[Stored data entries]
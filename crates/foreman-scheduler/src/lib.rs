//! Build scheduling for Foreman.
//!
//! This crate contains:
//! - The build queue and its item lifecycle (waiting, blocked, buildable,
//!   pending)
//! - Blocking-policy evaluation (causes of blockage)
//! - The immutable dependency graph and downstream triggering
//! - Executors, nodes and the executor pool
//! - Workspace leasing
//! - The `Scheduler` that wires all of the above together

pub mod blockage;
pub mod executor;
pub mod graph;
pub mod queue;
pub mod scheduler;
pub mod workspace;

pub use blockage::{BuildActivity, CauseOfBlockage};
pub use executor::{
    Executor, ExecutorIdentity, ExecutorPool, ExecutorSnapshot, ExecutorStateSnapshot, Node,
    SchedulerEvents, current_executor, impersonate, likely_stuck, progress_percent,
};
pub use graph::{DependencyGraph, DependencyGroup, GraphBuilder, TopoOrder, build_graph};
pub use queue::{
    ExecutorProfile, ItemPhase, ItemSnapshot, Queue, WorkUnit, WorkUnitContext,
};
pub use scheduler::Scheduler;
pub use workspace::{WorkspaceLease, WorkspaceList};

• What you will do: List each line of the entries that holds the string "graph".

• Exercise result:
//! - The immutable dependency graph and downstream triggering
pub mod graph;
pub use graph::{DependencyGraph, DependencyGroup, GraphBuilder, TopoOrder, build_graph};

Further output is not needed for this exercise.